JEG's special appearance was a surprise to me. It seemed to be there not so much as a successful attempt to flog the paperback edition of his Bach book - more on that below, pictured above in the second of three pictures by resident ITS photographer Paul Flanagan - as an education to the young musicians. They listened intently and afterwards asked lots of intelligent questions about vibrato and pedalling as well as staging Bach: an unwanted extra dimension, said JEG, once you bring in the alien apparatus of the opera house, it takes away from the experience. I'd agree with that, and I'd add that the director's imagination stops you exercising your own in a non-operatic drama. Pictured below, kids and adults (including the hugely entertaining Laurence Vittes from Los Angeles in the hat) along the colonnade from where I was sitting on the steps.
Bach's current earthly representative is indeed an inspirational speaker, because he not only has the most profound performing experience of what he's talking about, but also the highest enthusiasm and love. All this was apparent in a documentary which marked a vital staging post on the road back to intelligent television arts coverage. I possess in handsome, beautifully produced hardback the book of which he was signing copies afterwards, Music in the Castle of Heaven, and though I've not done any more than dipped into it yet, my good friend Stephen Johnson has recently been inspired by it and made me move it near the top of the list.
Both book and talk fulfil that essential function of making you either go to or immediately listen to key passages in the cantatas. I began my big Bach Sunday pilgrimage the January before this one, only getting up to Easter before my resolve to absorb and blog bit the dust, Even had I continued, I'd still not have heard all the masterpieces. JEG added more to my enthusiasm in his illustrations of Bach's astonishingly vivid musical-theatre instincts. I knew the splendid depiction of the calm at the eye of storm-tossed billows in the tenor aria from BWV 81, 'Die schäumenden Wellen von Belials Bächen', but not the last excerpt JEG played, from BWV 105.
It instantly brought tears to my eyes - rather ready after being able to grieve for the world horrors of the last two weeks at the previous evening's concert given by the young Arab-Hebrew partnership in Citta della Pieve - with a wavering between major and minor anticipating Schubert. JEG writes in his preface: 'we want to know what kind of a person was capable of composing music so complex that it leaves us completely mystified, then at other moments so irresistibly rhythmic that we want to get up and dance to it, and then at others still so full of poignant emotion that we are moved to the very core of our being'.

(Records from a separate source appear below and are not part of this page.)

// ABOUTME: Command-line interface definition using clap derive macros.
// ABOUTME: Defines all subcommands and their arguments.

use clap::{Parser, Subcommand};
use std::path::PathBuf;

#[derive(Parser)]
#[command(name = "caravel")]
#[command(about = "Build, push, and deploy containerized apps with log-driven diagnostics")]
#[command(version)]
pub struct Cli {
    /// Enable debug logging
    #[arg(short, long, global = true)]
    pub verbose: bool,

    /// Minimal output for CI (only final result)
    #[arg(short, long, global = true, conflicts_with = "json")]
    pub quiet: bool,

    /// JSON lines output for scripting
    #[arg(long, global = true)]
    pub json: bool,

    #[command(subcommand)]
    pub command: Commands,
}

#[derive(Subcommand)]
pub enum Commands {
    /// Initialize a new caravel.yml configuration file
    Init {
        /// Project name (defaults to a template placeholder)
        #[arg(short, long)]
        project: Option<String>,

        /// Target image reference
        #[arg(short, long)]
        image: Option<String>,

        /// Overwrite an existing configuration file
        #[arg(short, long)]
        force: bool,
    },

    /// Build a local image from the source tree
    Build {
        /// Source directory
        #[arg(long, default_value = ".")]
        path: PathBuf,

        /// Image to tag (defaults to the configured or derived reference)
        #[arg(short, long)]
        image: Option<String>,
    },

    /// Push an image to the registry, creating the repository if needed
    Push {
        /// Image to push (defaults to the configured or derived reference)
        #[arg(short, long)]
        image: Option<String>,
    },

    /// Run the full pipeline: build, push, deploy, attach resources
    Deploy {
        /// Source directory
        #[arg(long, default_value = ".")]
        path: PathBuf,
    },

    /// Show the configured project and target
    Status,
}
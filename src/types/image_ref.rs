// ABOUTME: Container image reference parsing and validation.
// ABOUTME: Handles formats like myapp, myapp:tag, registry/image:tag@digest.

use serde::{Serialize, Serializer};
use std::fmt;
use thiserror::Error;

#[derive(Debug, Error)]
pub enum ParseImageRefError {
    #[error("image reference cannot be empty")]
    Empty,

    #[error("invalid character in image reference: {0}")]
    InvalidChar(char),

    #[error("invalid image reference format: {0}")]
    InvalidFormat(String),
}

#[derive(Debug, Clone, PartialEq, Eq)]
pub struct ImageRef {
    registry: Option<String>,
    name: String,
    tag: Option<String>,
    digest: Option<String>,
}

impl ImageRef {
    pub fn parse(input: &str) -> Result<Self, ParseImageRefError> {
        let input = input.trim();
        if input.is_empty() {
            return Err(ParseImageRefError::Empty);
        }

        for c in input.chars() {
            if !c.is_ascii_alphanumeric()
                && c != '/'
                && c != ':'
                && c != '.'
                && c != '-'
                && c != '_'
                && c != '@'
            {
                return Err(ParseImageRefError::InvalidChar(c));
            }
        }

        // Split off digest if present
        let (without_digest, digest) = match input.split_once('@') {
            Some((before, after)) => (before, Some(after.to_string())),
            None => (input, None),
        };

        // Split off tag if present
        let (without_tag, tag) = match without_digest.rsplit_once(':') {
            Some((before, after)) => {
                // A colon can also be part of a registry port; a tag never
                // contains slashes.
                if after.contains('/') {
                    (without_digest, None)
                } else {
                    (before, Some(after.to_string()))
                }
            }
            None => (without_digest, None),
        };

        let (registry, name) = Self::parse_registry_and_name(without_tag)?;

        // Default tag to "latest" if no tag and no digest
        let tag = match (&tag, &digest) {
            (None, None) => Some("latest".to_string()),
            _ => tag,
        };

        Ok(Self {
            registry,
            name,
            tag,
            digest,
        })
    }

    fn parse_registry_and_name(
        input: &str,
    ) -> Result<(Option<String>, String), ParseImageRefError> {
        // A registry is present if the first component contains a dot or colon,
        // or is "localhost"
        let parts: Vec<&str> = input.splitn(2, '/').collect();

        match parts.as_slice() {
            [name] => Ok((None, (*name).to_string())),
            [first, rest] => {
                if first.contains('.') || first.contains(':') || *first == "localhost" {
                    Ok((Some((*first).to_string()), (*rest).to_string()))
                } else {
                    // No registry, the whole thing is the name (e.g., "org/app")
                    Ok((None, input.to_string()))
                }
            }
            _ => Err(ParseImageRefError::InvalidFormat(input.to_string())),
        }
    }

    pub fn registry(&self) -> Option<&str> {
        self.registry.as_deref()
    }

    pub fn name(&self) -> &str {
        &self.name
    }

    pub fn tag(&self) -> Option<&str> {
        self.tag.as_deref()
    }

    pub fn digest(&self) -> Option<&str> {
        self.digest.as_deref()
    }

    /// Whether this reference already points at a remote registry.
    pub fn is_remote(&self) -> bool {
        self.registry.is_some()
    }

    /// Re-target this reference at the given registry host, keeping the
    /// repository name and tag. Used when retagging a local image for push.
    pub fn with_registry(&self, host: &str) -> ImageRef {
        ImageRef {
            registry: Some(host.to_string()),
            name: self.name.clone(),
            tag: self.tag.clone(),
            digest: None,
        }
    }
}

impl fmt::Display for ImageRef {
    fn fmt(&self, f: &mut fmt::Formatter<'_>) -> fmt::Result {
        if let Some(ref registry) = self.registry {
            write!(f, "{}/", registry)?;
        }
        write!(f, "{}", self.name)?;
        if let Some(ref tag) = self.tag {
            write!(f, ":{}", tag)?;
        }
        if let Some(ref digest) = self.digest {
            write!(f, "@{}", digest)?;
        }
        Ok(())
    }
}

impl Serialize for ImageRef {
    fn serialize<S: Serializer>(&self, serializer: S) -> Result<S::Ok, S::Error> {
        serializer.serialize_str(&self.to_string())
    }
}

That last sums up for me the aria in question, 'Wie zittern und wanken, die Sünder Gedanken', oboe as soul, soprano as human, with only light string accompaniment. How could I have lived so long and never heard it? In that self-indulgent but not I think mawkish habit I have of choosing what music I'd like at my funeral, I decided on the spot that this would have to go in. If they outlive me, Debbie York and Lysander Tennant can conduct the dialogue; three solo strings will do for the support. But then, of course, I went to hear the whole cantata on YouTube, reeling at the rich, chromatic opening chorus, the distinctive bass recitative and the tenor's aria with rushing second violins, and decided that nothing less than the whole thing will do. Here's Herreweghe's performance, lovingly put up with printed music to follow and translation of the text. The soprano/oboe aria is at 6'17 but do listen to all of it.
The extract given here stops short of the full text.